Poised to begin. I’m always thinking about writing. Creative Commons: gnuckx, Flickr

I’ve had an incredibly expensive and busy week, with no time to write or rant on the blog (besides the Fluevog review). So I’m just going to ramble about what’s going on with me, a rarity when it gets to general day-to-day stuff. About a month ago I put my back out. This is unfortunately a semi regular event for me. In the realm of symptoms for chronic myofascial pain syndrome is tight muscles that have forgotten how to relax, therefore causing trigger point nodules of pain. I also have loose ligaments, so common movements can cause the muscles to pull my ribs out and the ligaments won’t hold them in place.  Yes, it is painful and makes it difficult to sleep, breathe or move at times.

That took a couple of weeks to settle down and I stopped working out for that time. Then I was lazy and busy and I missed another two weeks. Now I’m back to working out, realizing I miss bellydancing (haven’t taught in about four months) and have to get more dancing in. It is the easiest and most fun type of exercise for me.

I’m dealing with ribs still doing their own thing, a couple of rush editing projects and attempts to write a story before the end of the month for the Rannu competition. Of course, at this point, it’s all in my head and not down on paper. I have three weeks to kickstart myself. The reprint collection is ready to be checked over by a friend and then I’ll try formatting it for Smashwords first.

pain, myofascial pain, muscles, trigger points, back issues, dislocated ribs, health

These spots are just some of the areas where myofascial pain can set in, sometimes all at once.
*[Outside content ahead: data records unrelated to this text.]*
//! Who-Is scans: one request out, every I-Am collected for a fixed window.

use crate::endpoint::Endpoint;
use crate::transaction::PropertyReference;
use crate::{DeviceRegistry, Proxy, ProxyError};
use bacscan_core::encoding::writer::Writer;
use bacscan_core::npdu::Npdu;
use bacscan_core::services::{IAmRequest, WhoIsRequest};
use bacscan_core::types::object_id::MAX_INSTANCE;
use bacscan_core::types::{DataValue, ObjectId, PropertyId, Segmentation};
use bacscan_datalink::{DataLink, DataLinkAddress};
use ipnetwork::Ipv4Network;
use std::net::{IpAddr, SocketAddr};
use std::str::FromStr;
use std::sync::Arc;
use std::time::Duration;
use tokio::task::JoinSet;
use tokio::time::{timeout_at, Instant};

/// A device that answered a Who-Is.
#[derive(Debug, Clone, PartialEq, Eq)]
pub struct DeviceAnnouncement {
    pub address: SocketAddr,
    pub device_id: ObjectId,
    pub max_apdu: u32,
    pub segmentation: Segmentation,
    pub vendor_id: u32,
    /// Filled in after the window closes when name resolution is enabled.
    pub object_name: Option<String>,
}

impl DeviceAnnouncement {
    fn from_i_am(address: SocketAddr, i_am: &IAmRequest) -> Self {
        Self {
            address,
            device_id: i_am.device_id,
            max_apdu: i_am.max_apdu,
            segmentation: i_am.segmentation,
            vendor_id: i_am.vendor_id,
            object_name: None,
        }
    }
}

/// What a scan covers.
#[derive(Debug, Clone, Copy, PartialEq, Eq)]
pub enum ScanTarget {
    /// Every device in an IPv4 block; Who-Is goes to the block's broadcast
    /// address and replies from outside the block are dropped.
    Network(Ipv4Network),
    /// Devices whose instance lies in `low..=high`. Without a destination
    /// the Who-Is goes to the local subnet broadcast.
    Instances {
        low: u32,
        high: u32,
        destination: Option<SocketAddr>,
    },
}

impl ScanTarget {
    pub fn instances(
        low: u32,
        high: u32,
        destination: Option<SocketAddr>,
    ) -> Result<Self, ProxyError> {
        let target = Self::Instances {
            low,
            high,
            destination,
        };
        target.validate()?;
        Ok(target)
    }

    pub fn validate(&self) -> Result<(), ProxyError> {
        match *self {
            Self::Network(_) => Ok(()),
            Self::Instances { low, high, .. } if low > high => Err(ProxyError::InvalidScanTarget(
                format!("instance range {low}..={high} is inverted"),
            )),
            Self::Instances { high, .. } if high > MAX_INSTANCE => Err(
                ProxyError::InvalidScanTarget(format!("instance {high} exceeds {MAX_INSTANCE}")),
            ),
            Self::Instances { .. } => Ok(()),
        }
    }
}

/// Parses CIDR notation. A bare address is a single-host block.
impl FromStr for ScanTarget {
    type Err = ProxyError;

    fn from_str(text: &str) -> Result<Self, Self::Err> {
        text.trim()
            .parse::<Ipv4Network>()
            .map(Self::Network)
            .map_err(|e| ProxyError::InvalidScanTarget(format!("`{}`: {e}", text.trim())))
    }
}

impl<D: DataLink> Proxy<D> {
    /// Sends one Who-Is for `target` and collects the I-Am replies that
    /// arrive within `window` (the configured scan window when `None`).
    ///
    /// Devices are listed in the order their first reply arrived; repeated
    /// replies from the same (address, device) pair are dropped. An empty
    /// list is a successful scan. Scans on one proxy run one at a time.
    pub async fn scan_range(
        &self,
        target: &ScanTarget,
        window: Option<Duration>,
    ) -> Result<Vec<DeviceAnnouncement>, ProxyError> {
        target.validate()?;
        let endpoint = self.live().await?;
        let port = endpoint.config().device_port;

        let (request, destination, filter) = match *target {
            ScanTarget::Network(network) => {
                let destination = if network.prefix() == 32 {
                    DataLinkAddress::Ip(SocketAddr::new(IpAddr::V4(network.ip()), port))
                } else {
                    DataLinkAddress::Broadcast(SocketAddr::new(IpAddr::V4(network.broadcast()), port))
                };
                (WhoIsRequest::global(), destination, Some(network))
            }
            ScanTarget::Instances {
                low,
                high,
                destination,
            } => (
                WhoIsRequest::range(low, high),
                destination
                    .map(DataLinkAddress::Ip)
                    .unwrap_or_else(|| subnet_broadcast(&endpoint, port)),
                None,
            ),
        };

        let window = window.unwrap_or(endpoint.config().scan_window);
        discover(&endpoint, request, destination, window, filter).await
    }

    /// Lower-level Who-Is with optional instance limits and an explicit
    /// destination (the local subnet broadcast when `None`). Limits must be
    /// given together.
    pub async fn who_is(
        &self,
        low: Option<u32>,
        high: Option<u32>,
        destination: Option<SocketAddr>,
    ) -> Result<Vec<DeviceAnnouncement>, ProxyError> {
        let request = match (low, high) {
            (Some(low), Some(high)) => {
                ScanTarget::instances(low, high, destination)?;
                WhoIsRequest::range(low, high)
            }
            (None, None) => WhoIsRequest::global(),
            _ => {
                return Err(ProxyError::InvalidArgument(
                    "who-is limits must be given together".to_string(),
                ))
            }
        };
        let endpoint = self.live().await?;
        let port = endpoint.config().device_port;
        let destination = destination
            .map(DataLinkAddress::Ip)
            .unwrap_or_else(|| subnet_broadcast(&endpoint, port));
        let window = endpoint.config().scan_window;
        discover(&endpoint, request, destination, window, None).await
    }
}

impl<D: DataLink> Proxy<D> {
    /// Devices found by the most recent scan. Empty when the proxy is not
    /// running.
    pub async fn devices(&self) -> DeviceRegistry {
        match self.live().await {
            Ok(endpoint) => endpoint.registry(),
            Err(_) => DeviceRegistry::new(),
        }
    }
}

fn subnet_broadcast<D: DataLink>(endpoint: &Endpoint<D>, port: u16) -> DataLinkAddress {
    DataLinkAddress::Broadcast(SocketAddr::new(
        IpAddr::V4(endpoint.interface().broadcast()),
        port,
    ))
}

async fn discover<D: DataLink>(
    endpoint: &Arc<Endpoint<D>>,
    request: WhoIsRequest,
    destination: DataLinkAddress,
    window: Duration,
    filter: Option<Ipv4Network>,
) -> Result<Vec<DeviceAnnouncement>, ProxyError> {
    // Held through name resolution so registries are replaced in scan order.
    let _serial = endpoint.scan_lock.lock().await;
    let mut registry = endpoint
        .collect_announcements(request, destination, window, filter)
        .await?;
    log::info!("who-is to {destination}: {} device(s)", registry.len());
    if endpoint.config().resolve_names && !registry.is_empty() {
        resolve_names(endpoint, &mut registry).await?;
    }
    let devices = registry.to_vec();
    endpoint.replace_registry(registry);
    Ok(devices)
}

/// Reads every device's object name concurrently. A device that does not
/// answer keeps `object_name: None`.
async fn resolve_names<D: DataLink>(
    endpoint: &Arc<Endpoint<D>>,
    registry: &mut DeviceRegistry,
) -> Result<(), ProxyError> {
    let mut lookups = JoinSet::new();
    for (slot, device) in registry.iter().enumerate() {
        let endpoint = endpoint.clone();
        let reference =
            PropertyReference::new(device.address, device.device_id, PropertyId::ObjectName);
        lookups.spawn(async move { (slot, reference, endpoint.read_value(&reference).await) });
    }

    while let Some(joined) = lookups.join_next().await {
        let (slot, reference, result) = match joined {
            Ok(lookup) => lookup,
            Err(err) => {
                log::warn!("name lookup task failed: {err}");
                continue;
            }
        };
        match result {
            Ok(DataValue::CharacterString(name)) => {
                if let Some(device) = registry.get_mut(slot) {
                    device.object_name = Some(name);
                }
            }
            Ok(other) => log::warn!("{reference}: unexpected value {other:?}"),
            Err(ProxyError::Stopped) => return Err(ProxyError::Stopped),
            Err(err) => log::warn!("{reference}: {err}"),
        }
    }
    Ok(())
}

impl<D: DataLink> Endpoint<D> {
    /// Opens the announcement listener, sends the Who-Is and gathers replies
    /// until `window` elapses. The listener is removed on every exit path.
    /// Callers hold `scan_lock`.
    pub(crate) async fn collect_announcements(
        &self,
        request: WhoIsRequest,
        destination: DataLinkAddress,
        window: Duration,
        filter: Option<Ipv4Network>,
    ) -> Result<DeviceRegistry, ProxyError> {
        let (_listener, mut announcements) = self.waiters.open_scan()?;

        let mut w = Writer::new();
        Npdu::local().encode(&mut w)?;
        request.encode(&mut w)?;
        self.send(destination, w.as_written()).await?;
        log::debug!("who-is {:?} sent to {destination}, listening {window:?}", request.limits);

        let deadline = Instant::now() + window;
        let mut registry = DeviceRegistry::new();
        loop {
            let (source, i_am) = match timeout_at(deadline, announcements.recv()).await {
                Ok(Some(announcement)) => announcement,
                Ok(None) => return Err(ProxyError::Stopped),
                Err(_) => break,
            };
            let address = source.as_socket_addr();
            if let Some(network) = filter {
                let inside = matches!(address.ip(), IpAddr::V4(ip) if network.contains(ip));
                if !inside {
                    log::debug!("dropping I-Am from {address}: outside {network}");
                    continue;
                }
            }
            if !request.matches(i_am.device_id.instance()) {
                continue;
            }
            if !registry.insert(DeviceAnnouncement::from_i_am(address, &i_am)) {
                log::debug!("duplicate I-Am from {address} ({})", i_am.device_id);
            }
        }
        Ok(registry)
    }
}

#[cfg(test)]
mod tests {
    use super::ScanTarget;
    use crate::ProxyError;
    use std::net::Ipv4Addr;

    #[test]
    fn parses_cidr_and_single_hosts() {
        let ScanTarget::Network(network) = "192.168.1.0/24".parse().unwrap() else {
            panic!("expected a network target");
        };
        assert_eq!(network.broadcast(), Ipv4Addr::new(192, 168, 1, 255));

        let ScanTarget::Network(host) = "10.0.0.7".parse().unwrap() else {
            panic!("expected a network target");
        };
        assert_eq!(host.prefix(), 32);
    }

    #[test]
    fn rejects_malformed_targets() {
        for text in ["192.168.1.0/33", "300.1.1.0/24", "not-a-network", ""] {
            assert!(
                matches!(text.parse::<ScanTarget>(), Err(ProxyError::InvalidScanTarget(_))),
                "{text}"
            );
        }
        assert!(matches!(
            ScanTarget::instances(10, 5, None),
            Err(ProxyError::InvalidScanTarget(_))
        ));
        assert!(matches!(
            ScanTarget::instances(0, 4_194_304, None),
            Err(ProxyError::InvalidScanTarget(_))
        ));
        assert!(ScanTarget::instances(5, 5, None).is_ok());
    }
}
Creative commons: from docakilah.com

Besides the dumb rib issue, I’ve had to get a crown on a cracked tooth, which is becoming more complicated, and that’s not a cheap venture. And…it looks like one of my not very old, yet still sucky, tires may have to be replaced from a flat a few weeks back. The tire was okay but doesn’t seem completely right. I’ve started a new series of poems, which I began in March, where I wrote two new stories, rewrote two others and started the poems. The series will have thirteen in all, and be about witches, but with a Canadian twist. Two are done, two more being worked on. No idea how long it will take to finish this series but I’ll start sending out some of the individual poems. And I’ll get something done for the Rannu competition. I work better to deadlines so it’s always good to grab one.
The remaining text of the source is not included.